impl SqliteStore {
    /// Initialize the database schema
    fn init_schema(conn: &Connection) -> StorageResult<()> {
        conn.busy_timeout(Duration::from_secs(5))?;
        conn.execute_batch(
            r#"
            CREATE TABLE IF NOT EXISTS nodes (
                id INTEGER PRIMARY KEY AUTOINCREMENT,
                name TEXT NOT NULL,
                name_key TEXT NOT NULL,
                type TEXT NOT NULL,
                owner INTEGER NOT NULL,
                created_at TEXT NOT NULL
            );

            -- Node identity; concurrent creators of one node collide here
            CREATE UNIQUE INDEX IF NOT EXISTS idx_nodes_identity
                ON nodes(name_key, type, owner);
            CREATE INDEX IF NOT EXISTS idx_nodes_type
                ON nodes(type);

            CREATE TABLE IF NOT EXISTS note_mentions (
                id INTEGER PRIMARY KEY AUTOINCREMENT,
                node_id INTEGER NOT NULL REFERENCES nodes(id),
                note_id INTEGER NOT NULL,
                start_pos INTEGER NOT NULL,
                end_pos INTEGER NOT NULL,
                mention_type TEXT NOT NULL,
                source TEXT NOT NULL,
                confidence REAL NOT NULL,
                UNIQUE (node_id, note_id, start_pos, end_pos)
            );

            CREATE TABLE IF NOT EXISTS node_links (
                id INTEGER PRIMARY KEY AUTOINCREMENT,
                source_node_id INTEGER NOT NULL REFERENCES nodes(id),
                target_node_id INTEGER NOT NULL REFERENCES nodes(id),
                note_id INTEGER NOT NULL,
                UNIQUE (source_node_id, target_node_id, note_id)
            );

            CREATE TABLE IF NOT EXISTS node_relationships (
                id INTEGER PRIMARY KEY AUTOINCREMENT,
                parent_node_id INTEGER NOT NULL REFERENCES nodes(id),
                child_node_id INTEGER NOT NULL REFERENCES nodes(id),
                relationship_type TEXT NOT NULL,
                note_id INTEGER NOT NULL,
                UNIQUE (parent_node_id, child_node_id, relationship_type, note_id)
            );
            CREATE INDEX IF NOT EXISTS idx_relationships_child
                ON node_relationships(child_node_id);

            CREATE TABLE IF NOT EXISTS core_names (name TEXT NOT NULL);
            CREATE TABLE IF NOT EXISTS core_items (name TEXT NOT NULL);
            CREATE TABLE IF NOT EXISTS core_tools (name TEXT NOT NULL);
            CREATE TABLE IF NOT EXISTS core_spells (name TEXT NOT NULL);
            CREATE TABLE IF NOT EXISTS bestiary (name TEXT NOT NULL);

            PRAGMA foreign_keys = ON;
            PRAGMA journal_mode = WAL;
            "#,
        )?;
        Ok(())
    }

    fn lock(&self) -> StorageResult<MutexGuard<'_, Connection>> {
        self.conn.lock().map_err(|_| StorageError::LockPoisoned)
    }

    /// Run `f` inside one transaction: commit on `Ok`, roll back on `Err`.
    ///
    /// This is the only place graph writes are committed. The transaction
    /// takes the write lock when it begins, so another connection's
    /// transaction waits (up to the busy timeout) and then sees every node
    /// this one created.
    pub fn with_transaction<T, E>(
        &self,
        f: impl FnOnce(&mut SqliteCursor<'_>) -> Result<T, E>,
    ) -> Result<T, E>
    where
        E: From<StorageError>,
    {
        let mut conn = self.lock()?;
        let tx = conn
            .transaction_with_behavior(TransactionBehavior::Immediate)
            .map_err(StorageError::from)?;

        let mut cursor = SqliteCursor { conn: &tx };
        match f(&mut cursor) {
            Ok(value) => {
                tx.commit().map_err(StorageError::from)?;
                Ok(value)
            }
            Err(err) => {
                if let Err(rollback) = tx.rollback() {
                    warn!(error = %rollback, "rollback failed");
                }
                Err(err)
            }
        }
    }

    /// Append names to a catalog table, skipping blanks and names already present.
    ///
    /// Returns the number of rows added.
    pub fn add_catalog_terms<S: AsRef<str>>(
        &self,
        table: &str,
        names: &[S],
    ) -> StorageResult<usize> {
        if !is_plain_identifier(table) {
            return Err(StorageError::InvalidIdentifier(table.to_string()));
        }
        let mut conn = self.lock()?;
        let tx = conn.transaction()?;
        let mut added = 0;
        {
            let sql = format!(
                "INSERT INTO \"{t}\" (name) SELECT ?1
                 WHERE NOT EXISTS (SELECT 1 FROM \"{t}\" WHERE name = ?1)",
                t = table
            );
            let mut stmt = tx.prepare(&sql)?;
            for name in names {
                let name = name.as_ref().trim();
                if name.is_empty() {
                    continue;
                }
                added += stmt.execute(params![name])?;
            }
        }
        tx.commit()?;
        debug!(table, added, "catalog terms added");
        Ok(added)
    }

    fn row_to_node(row: &Row<'_>) -> rusqlite::Result<NodeColumns> {
        Ok((row.get(0)?, row.get(1)?, row.get(2)?, row.get(3)?, row.get(4)?))
    }

    fn node_from_columns(columns: NodeColumns) -> StorageResult<NodeRecord> {
        let (id, name, node_type, owner, created_at) = columns;
        Ok(NodeRecord {
            id,
            name,
            node_type: MentionType::parse(&node_type),
            owner,
            created_at: parse_timestamp(&created_at)?,
        })
    }

    fn row_to_mention(row: &Row<'_>) -> rusqlite::Result<MentionColumns> {
        Ok((
            row.get(0)?,
            row.get(1)?,
            row.get(2)?,
            row.get(3)?,
            row.get(4)?,
            row.get(5)?,
            row.get(6)?,
        ))
    }

    fn mention_from_columns(columns: MentionColumns) -> StorageResult<MentionRecord> {
        let (node_id, note_id, start_pos, end_pos, mention_type, source, confidence) = columns;
        let source = Provenance::parse(&source)
            .ok_or_else(|| StorageError::Schema(format!("unknown mention source '{}'", source)))?;
        Ok(MentionRecord {
            node_id,
            note_id,
            start_pos: start_pos as usize,
            end_pos: end_pos as usize,
            mention_type: MentionType::parse(&mention_type),
            source,
            confidence,
        })
    }
}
━━━━━━━━
• **PROBLEM REQUIREMENTS**:
Only the number is wanted here. How many lines in the entries contain "SELECT"?

• **EXERCISE RESULT**:
2